* Problem details: Examine each line in the records below for the word "surface". Report how many lines contain it, and nothing else.

━━ Extracted data ━━

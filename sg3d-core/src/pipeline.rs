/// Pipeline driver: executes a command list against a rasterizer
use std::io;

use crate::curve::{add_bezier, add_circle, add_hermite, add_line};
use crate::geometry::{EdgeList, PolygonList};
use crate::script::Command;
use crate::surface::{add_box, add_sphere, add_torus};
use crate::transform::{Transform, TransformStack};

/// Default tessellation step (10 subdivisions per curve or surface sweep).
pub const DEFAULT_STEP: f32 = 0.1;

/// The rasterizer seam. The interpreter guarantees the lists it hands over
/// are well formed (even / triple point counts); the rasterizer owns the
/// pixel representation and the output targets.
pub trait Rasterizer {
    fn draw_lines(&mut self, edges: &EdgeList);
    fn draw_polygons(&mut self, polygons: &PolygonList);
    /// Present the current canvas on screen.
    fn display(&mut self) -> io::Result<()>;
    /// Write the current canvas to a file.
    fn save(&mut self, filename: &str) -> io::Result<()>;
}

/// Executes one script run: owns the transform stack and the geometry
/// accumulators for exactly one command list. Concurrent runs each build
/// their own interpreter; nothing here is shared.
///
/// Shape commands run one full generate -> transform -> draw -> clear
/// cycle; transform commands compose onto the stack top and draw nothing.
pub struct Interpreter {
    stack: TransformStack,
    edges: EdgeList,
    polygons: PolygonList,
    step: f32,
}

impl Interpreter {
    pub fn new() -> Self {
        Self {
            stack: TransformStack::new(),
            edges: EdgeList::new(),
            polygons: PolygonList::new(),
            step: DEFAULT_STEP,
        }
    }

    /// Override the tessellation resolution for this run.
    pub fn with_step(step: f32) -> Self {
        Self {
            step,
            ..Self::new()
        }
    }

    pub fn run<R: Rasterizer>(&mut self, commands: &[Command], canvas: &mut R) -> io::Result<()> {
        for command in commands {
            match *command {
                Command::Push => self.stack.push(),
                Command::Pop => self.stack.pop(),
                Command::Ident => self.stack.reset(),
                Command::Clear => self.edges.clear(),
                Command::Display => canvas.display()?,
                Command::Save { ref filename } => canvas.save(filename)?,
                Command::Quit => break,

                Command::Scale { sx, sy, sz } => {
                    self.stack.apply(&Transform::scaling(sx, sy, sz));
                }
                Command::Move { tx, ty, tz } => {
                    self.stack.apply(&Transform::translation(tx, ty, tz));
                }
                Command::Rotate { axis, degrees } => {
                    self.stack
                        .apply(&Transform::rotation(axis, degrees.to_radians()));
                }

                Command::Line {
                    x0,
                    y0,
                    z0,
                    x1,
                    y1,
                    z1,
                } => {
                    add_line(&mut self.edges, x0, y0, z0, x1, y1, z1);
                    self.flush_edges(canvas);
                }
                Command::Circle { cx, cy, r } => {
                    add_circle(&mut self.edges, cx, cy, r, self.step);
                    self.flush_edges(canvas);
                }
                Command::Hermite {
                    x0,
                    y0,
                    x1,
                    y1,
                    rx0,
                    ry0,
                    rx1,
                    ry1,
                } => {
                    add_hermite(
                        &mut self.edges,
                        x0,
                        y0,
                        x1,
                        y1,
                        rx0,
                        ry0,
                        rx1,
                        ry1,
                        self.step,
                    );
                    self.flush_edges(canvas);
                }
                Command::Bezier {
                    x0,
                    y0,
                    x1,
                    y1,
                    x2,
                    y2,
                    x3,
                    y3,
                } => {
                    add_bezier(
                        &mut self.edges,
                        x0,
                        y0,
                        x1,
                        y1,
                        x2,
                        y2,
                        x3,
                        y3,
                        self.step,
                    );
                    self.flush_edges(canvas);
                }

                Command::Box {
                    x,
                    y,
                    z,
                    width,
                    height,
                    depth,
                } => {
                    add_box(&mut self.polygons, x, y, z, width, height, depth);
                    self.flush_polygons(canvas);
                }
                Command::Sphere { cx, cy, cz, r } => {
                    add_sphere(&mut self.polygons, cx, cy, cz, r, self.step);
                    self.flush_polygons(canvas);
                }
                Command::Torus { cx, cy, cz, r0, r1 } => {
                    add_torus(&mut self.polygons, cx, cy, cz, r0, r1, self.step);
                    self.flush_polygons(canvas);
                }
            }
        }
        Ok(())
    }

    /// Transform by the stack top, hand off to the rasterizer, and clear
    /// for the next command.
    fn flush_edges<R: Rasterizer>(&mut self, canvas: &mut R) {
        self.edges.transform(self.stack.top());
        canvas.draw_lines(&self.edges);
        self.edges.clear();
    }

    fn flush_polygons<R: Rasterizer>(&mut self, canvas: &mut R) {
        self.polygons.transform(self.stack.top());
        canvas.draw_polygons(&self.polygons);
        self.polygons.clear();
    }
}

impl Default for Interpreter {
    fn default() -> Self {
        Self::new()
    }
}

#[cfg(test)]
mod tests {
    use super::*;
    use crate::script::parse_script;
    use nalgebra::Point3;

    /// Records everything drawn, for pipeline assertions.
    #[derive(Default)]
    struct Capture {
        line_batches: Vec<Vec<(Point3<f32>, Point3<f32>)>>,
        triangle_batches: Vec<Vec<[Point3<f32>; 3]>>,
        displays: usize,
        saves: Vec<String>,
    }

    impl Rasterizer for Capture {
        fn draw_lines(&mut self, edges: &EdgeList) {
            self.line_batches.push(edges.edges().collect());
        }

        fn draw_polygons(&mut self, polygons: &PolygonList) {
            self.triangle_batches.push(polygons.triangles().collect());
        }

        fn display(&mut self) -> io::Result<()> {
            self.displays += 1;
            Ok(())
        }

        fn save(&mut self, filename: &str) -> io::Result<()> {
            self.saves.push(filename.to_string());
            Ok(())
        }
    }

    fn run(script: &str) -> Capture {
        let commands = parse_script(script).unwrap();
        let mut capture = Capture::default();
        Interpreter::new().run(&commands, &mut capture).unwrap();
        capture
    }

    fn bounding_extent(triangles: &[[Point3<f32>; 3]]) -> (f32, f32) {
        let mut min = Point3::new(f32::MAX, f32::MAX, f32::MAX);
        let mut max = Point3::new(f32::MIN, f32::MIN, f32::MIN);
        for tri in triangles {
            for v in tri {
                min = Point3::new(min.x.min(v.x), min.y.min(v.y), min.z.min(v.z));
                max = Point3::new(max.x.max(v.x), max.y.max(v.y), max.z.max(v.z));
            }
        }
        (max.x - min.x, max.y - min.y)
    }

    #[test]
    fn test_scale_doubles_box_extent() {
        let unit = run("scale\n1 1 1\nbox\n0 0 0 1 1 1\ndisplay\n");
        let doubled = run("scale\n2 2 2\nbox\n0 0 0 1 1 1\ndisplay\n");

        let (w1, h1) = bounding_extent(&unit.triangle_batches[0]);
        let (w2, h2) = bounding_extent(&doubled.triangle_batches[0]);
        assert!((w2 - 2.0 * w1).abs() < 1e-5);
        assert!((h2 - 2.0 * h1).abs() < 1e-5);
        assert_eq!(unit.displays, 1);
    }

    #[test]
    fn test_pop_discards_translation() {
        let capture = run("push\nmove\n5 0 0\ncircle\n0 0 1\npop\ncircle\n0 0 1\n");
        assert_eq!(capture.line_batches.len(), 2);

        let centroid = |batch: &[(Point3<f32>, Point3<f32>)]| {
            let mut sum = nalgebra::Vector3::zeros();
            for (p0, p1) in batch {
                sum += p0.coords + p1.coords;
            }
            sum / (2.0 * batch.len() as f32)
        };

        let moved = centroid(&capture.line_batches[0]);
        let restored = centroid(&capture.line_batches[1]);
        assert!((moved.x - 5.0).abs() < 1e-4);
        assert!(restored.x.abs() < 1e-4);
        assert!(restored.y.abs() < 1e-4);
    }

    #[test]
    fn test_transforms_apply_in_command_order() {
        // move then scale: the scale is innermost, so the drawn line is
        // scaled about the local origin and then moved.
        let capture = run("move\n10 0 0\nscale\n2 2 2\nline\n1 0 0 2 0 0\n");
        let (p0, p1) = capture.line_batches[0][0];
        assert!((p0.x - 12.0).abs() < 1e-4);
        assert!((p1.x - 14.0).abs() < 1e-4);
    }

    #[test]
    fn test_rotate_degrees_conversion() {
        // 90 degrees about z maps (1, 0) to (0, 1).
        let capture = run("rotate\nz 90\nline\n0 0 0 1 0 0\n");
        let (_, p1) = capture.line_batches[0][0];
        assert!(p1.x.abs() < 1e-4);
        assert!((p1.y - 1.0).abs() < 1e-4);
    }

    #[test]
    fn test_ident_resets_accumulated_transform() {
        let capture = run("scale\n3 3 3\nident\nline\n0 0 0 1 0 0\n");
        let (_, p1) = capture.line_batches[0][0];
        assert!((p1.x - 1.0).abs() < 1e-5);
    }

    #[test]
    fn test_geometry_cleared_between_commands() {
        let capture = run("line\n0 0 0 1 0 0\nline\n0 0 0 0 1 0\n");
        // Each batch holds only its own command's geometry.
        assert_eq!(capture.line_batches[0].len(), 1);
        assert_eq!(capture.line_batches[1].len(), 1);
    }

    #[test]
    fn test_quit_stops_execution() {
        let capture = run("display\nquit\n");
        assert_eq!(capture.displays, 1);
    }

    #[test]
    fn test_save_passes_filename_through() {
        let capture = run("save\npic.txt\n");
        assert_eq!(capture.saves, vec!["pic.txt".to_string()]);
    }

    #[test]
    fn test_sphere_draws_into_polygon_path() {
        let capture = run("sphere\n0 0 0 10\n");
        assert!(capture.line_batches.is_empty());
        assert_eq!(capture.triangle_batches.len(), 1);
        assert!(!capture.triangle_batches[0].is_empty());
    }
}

━━━

* Result for this task: 2